» **ASSIGNMENT**
Repeat every line below exactly, word for word.

(Saved entries)
-=-=-

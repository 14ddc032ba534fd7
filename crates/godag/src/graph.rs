//! Predecessor -> successors adjacency extraction.
//!
//! Inverts "term has parent" into "parent has children", keyed either by GO
//! identifier or by display name, and classifies parentless terms as roots or
//! obsoletes. The two classes can be injected into the mapping under
//! caller-chosen sentinel keys.

use crate::dag::TermSource;
use crate::models::GoTerm;
use serde::Serialize;
use std::collections::{BTreeMap, BTreeSet};
use tracing::{debug, info};

/// Key space of the adjacency mapping, fixed for a whole run
#[derive(Debug, Clone, Copy, PartialEq, Eq, Default)]
pub enum KeyMode {
    /// GO identifiers ("GO:0008150")
    Id,
    /// Display names ("biological_process"); distinct terms may share one
    #[default]
    Name,
}

impl KeyMode {
    pub fn key<'t>(&self, term: &'t GoTerm) -> &'t str {
        match self {
            KeyMode::Id => &term.go_id,
            KeyMode::Name => &term.name,
        }
    }

    /// Suffix of the summary line
    pub fn describe(&self) -> &'static str {
        match self {
            KeyMode::Id => "using ids",
            KeyMode::Name => "using names",
        }
    }
}

/// Reserved keys carrying the root and obsolete sets.
///
/// When both keys are equal only the root set survives under that key.
#[derive(Debug, Clone, Default, PartialEq, Eq)]
pub struct Sentinels {
    pub roots_key: Option<String>,
    pub obsoletes_key: Option<String>,
    pub inject: bool,
}

impl Sentinels {
    pub const DEFAULT_ROOTS_KEY: &'static str = "roots";
    pub const DEFAULT_OBSOLETES_KEY: &'static str = "obsoletes";

    /// No injection
    pub fn disabled() -> Self {
        Self::default()
    }

    pub fn new(roots_key: Option<String>, obsoletes_key: Option<String>) -> Self {
        Sentinels {
            roots_key,
            obsoletes_key,
            inject: true,
        }
    }

    /// One key for both sets; the root set wins
    pub fn shared(key: impl Into<String>) -> Self {
        let key = key.into();
        Self::new(Some(key.clone()), Some(key))
    }
}

#[derive(Debug, Clone, Default, PartialEq, Eq)]
pub struct GraphOptions {
    pub key_mode: KeyMode,
    pub sentinels: Sentinels,
}

/// Predecessor key -> successor keys
#[derive(Debug, Clone, Default, PartialEq, Eq, Serialize)]
#[serde(transparent)]
pub struct Graph {
    edges: BTreeMap<String, BTreeSet<String>>,
}

impl Graph {
    pub fn new() -> Self {
        Self::default()
    }

    /// Successor set of `key`, created empty on first access
    pub fn successors_mut(&mut self, key: &str) -> &mut BTreeSet<String> {
        self.edges.entry(key.to_string()).or_default()
    }

    pub fn add_edge(&mut self, predecessor: &str, successor: &str) {
        self.successors_mut(predecessor).insert(successor.to_string());
    }

    pub fn successors(&self, key: &str) -> Option<&BTreeSet<String>> {
        self.edges.get(key)
    }

    pub fn contains_key(&self, key: &str) -> bool {
        self.edges.contains_key(key)
    }

    pub fn len(&self) -> usize {
        self.edges.len()
    }

    pub fn is_empty(&self) -> bool {
        self.edges.is_empty()
    }

    pub fn iter(&self) -> impl Iterator<Item = (&String, &BTreeSet<String>)> {
        self.edges.iter()
    }

    pub fn as_map(&self) -> &BTreeMap<String, BTreeSet<String>> {
        &self.edges
    }

    /// Overwrite `key` with `members`
    fn set(&mut self, key: &str, members: &BTreeSet<String>) {
        self.edges.insert(key.to_string(), members.clone());
    }
}

/// Report-only counts, computed before sentinel injection
#[derive(Debug, Clone, Copy, Default, PartialEq, Eq, Serialize)]
pub struct GraphStats {
    /// Keys with at least one successor
    pub predecessors: usize,
    /// Term entries visited
    pub terms_iterated: usize,
    /// Keys seen as predecessor or successor
    pub distinct_keys: usize,
    pub roots: usize,
    pub obsoletes: usize,
}

/// Build the adjacency mapping of `source`.
pub fn build_graph<S>(source: &S, options: &GraphOptions) -> (Graph, GraphStats)
where
    S: TermSource + ?Sized,
{
    let key_mode = options.key_mode;
    let mut graph = Graph::new();
    let mut roots = BTreeSet::new();
    let mut obsoletes = BTreeSet::new();
    let mut terms_iterated = 0usize;

    for (_, term) in source.entries() {
        terms_iterated += 1;
        let key = key_mode.key(term);

        let mut has_parent = false;
        for parent in source.parents(term) {
            graph.add_edge(key_mode.key(parent), key);
            has_parent = true;
        }

        if !has_parent {
            if term.is_obsolete {
                obsoletes.insert(key.to_string());
            } else {
                roots.insert(key.to_string());
            }
        }
    }

    let distinct_keys = graph
        .iter()
        .flat_map(|(pred, succs)| std::iter::once(pred).chain(succs))
        .collect::<BTreeSet<_>>()
        .len();

    let stats = GraphStats {
        predecessors: graph.len(),
        terms_iterated,
        distinct_keys,
        roots: roots.len(),
        obsoletes: obsoletes.len(),
    };

    let sentinels = &options.sentinels;
    if sentinels.inject {
        // Obsoletes first so that roots win a shared key
        if let Some(key) = &sentinels.obsoletes_key {
            graph.set(key, &obsoletes);
        }
        if let Some(key) = &sentinels.roots_key {
            graph.set(key, &roots);
        }
        debug!(
            roots_key = sentinels.roots_key.as_deref(),
            obsoletes_key = sentinels.obsoletes_key.as_deref(),
            "Injected sentinel keys"
        );
    }

    info!(
        predecessors = stats.predecessors,
        terms = stats.terms_iterated,
        distinct_keys = stats.distinct_keys,
        roots = stats.roots,
        obsoletes = stats.obsoletes,
        mode = key_mode.describe(),
        "Built adjacency graph"
    );

    (graph, stats)
}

-=-=-

» **REPLY TO THE TASK**
repository 14ddc032ba534fd7
filename crates/godag/src/graph.rs
//! Predecessor -> successors adjacency extraction.
//!
//! Inverts "term has parent" into "parent has children", keyed either by GO
//! identifier or by display name, and classifies parentless terms as roots or
//! obsoletes. The two classes can be injected into the mapping under
//! caller-chosen sentinel keys.

use crate::dag::TermSource;
use crate::models::GoTerm;
use serde::Serialize;
use std::collections::{BTreeMap, BTreeSet};
use tracing::{debug, info};

/// Key space of the adjacency mapping, fixed for a whole run
#[derive(Debug, Clone, Copy, PartialEq, Eq, Default)]
pub enum KeyMode {
    /// GO identifiers ("GO:0008150")
    Id,
    /// Display names ("biological_process"); distinct terms may share one
    #[default]
    Name,
}

impl KeyMode {
    pub fn key<'t>(&self, term: &'t GoTerm) -> &'t str {
        match self {
            KeyMode::Id => &term.go_id,
            KeyMode::Name => &term.name,
        }
    }

    /// Suffix of the summary line
    pub fn describe(&self) -> &'static str {
        match self {
            KeyMode::Id => "using ids",
            KeyMode::Name => "using names",
        }
    }
}

/// Reserved keys carrying the root and obsolete sets.
///
/// When both keys are equal only the root set survives under that key.
#[derive(Debug, Clone, Default, PartialEq, Eq)]
pub struct Sentinels {
    pub roots_key: Option<String>,
    pub obsoletes_key: Option<String>,
    pub inject: bool,
}

impl Sentinels {
    pub const DEFAULT_ROOTS_KEY: &'static str = "roots";
    pub const DEFAULT_OBSOLETES_KEY: &'static str = "obsoletes";

    /// No injection
    pub fn disabled() -> Self {
        Self::default()
    }

    pub fn new(roots_key: Option<String>, obsoletes_key: Option<String>) -> Self {
        Sentinels {
            roots_key,
            obsoletes_key,
            inject: true,
        }
    }

    /// One key for both sets; the root set wins
    pub fn shared(key: impl Into<String>) -> Self {
        let key = key.into();
        Self::new(Some(key.clone()), Some(key))
    }
}

#[derive(Debug, Clone, Default, PartialEq, Eq)]
pub struct GraphOptions {
    pub key_mode: KeyMode,
    pub sentinels: Sentinels,
}

/// Predecessor key -> successor keys
#[derive(Debug, Clone, Default, PartialEq, Eq, Serialize)]
#[serde(transparent)]
pub struct Graph {
    edges: BTreeMap<String, BTreeSet<String>>,
}

impl Graph {
    pub fn new() -> Self {
        Self::default()
    }

    /// Successor set of `key`, created empty on first access
    pub fn successors_mut(&mut self, key: &str) -> &mut BTreeSet<String> {
        self.edges.entry(key.to_string()).or_default()
    }

    pub fn add_edge(&mut self, predecessor: &str, successor: &str) {
        self.successors_mut(predecessor).insert(successor.to_string());
    }

    pub fn successors(&self, key: &str) -> Option<&BTreeSet<String>> {
        self.edges.get(key)
    }

    pub fn contains_key(&self, key: &str) -> bool {
        self.edges.contains_key(key)
    }

    pub fn len(&self) -> usize {
        self.edges.len()
    }

    pub fn is_empty(&self) -> bool {
        self.edges.is_empty()
    }

    pub fn iter(&self) -> impl Iterator<Item = (&String, &BTreeSet<String>)> {
        self.edges.iter()
    }

    pub fn as_map(&self) -> &BTreeMap<String, BTreeSet<String>> {
        &self.edges
    }

    /// Overwrite `key` with `members`
    fn set(&mut self, key: &str, members: &BTreeSet<String>) {
        self.edges.insert(key.to_string(), members.clone());
    }
}

/// Report-only counts, computed before sentinel injection
#[derive(Debug, Clone, Copy, Default, PartialEq, Eq, Serialize)]
pub struct GraphStats {
    /// Keys with at least one successor
    pub predecessors: usize,
    /// Term entries visited
    pub terms_iterated: usize,
    /// Keys seen as predecessor or successor
    pub distinct_keys: usize,
    pub roots: usize,
    pub obsoletes: usize,
}

/// Build the adjacency mapping of `source`.
pub fn build_graph<S>(source: &S, options: &GraphOptions) -> (Graph, GraphStats)
where
    S: TermSource + ?Sized,
{
    let key_mode = options.key_mode;
    let mut graph = Graph::new();
    let mut roots = BTreeSet::new();
    let mut obsoletes = BTreeSet::new();
    let mut terms_iterated = 0usize;

    for (_, term) in source.entries() {
        terms_iterated += 1;
        let key = key_mode.key(term);

        let mut has_parent = false;
        for parent in source.parents(term) {
            graph.add_edge(key_mode.key(parent), key);
            has_parent = true;
        }

        if !has_parent {
            if term.is_obsolete {
                obsoletes.insert(key.to_string());
            } else {
                roots.insert(key.to_string());
            }
        }
    }

    let distinct_keys = graph
        .iter()
        .flat_map(|(pred, succs)| std::iter::once(pred).chain(succs))
        .collect::<BTreeSet<_>>()
        .len();

    let stats = GraphStats {
        predecessors: graph.len(),
        terms_iterated,
        distinct_keys,
        roots: roots.len(),
        obsoletes: obsoletes.len(),
    };

    let sentinels = &options.sentinels;
    if sentinels.inject {
        // Obsoletes first so that roots win a shared key
        if let Some(key) = &sentinels.obsoletes_key {
            graph.set(key, &obsoletes);
        }
        if let Some(key) = &sentinels.roots_key {
            graph.set(key, &roots);
        }
        debug!(
            roots_key = sentinels.roots_key.as_deref(),
            obsoletes_key = sentinels.obsoletes_key.as_deref(),
            "Injected sentinel keys"
        );
    }

    info!(
        predecessors = stats.predecessors,
        terms = stats.terms_iterated,
        distinct_keys = stats.distinct_keys,
        roots = stats.roots,
        obsoletes = stats.obsoletes,
        mode = key_mode.describe(),
        "Built adjacency graph"
    );

    (graph, stats)
}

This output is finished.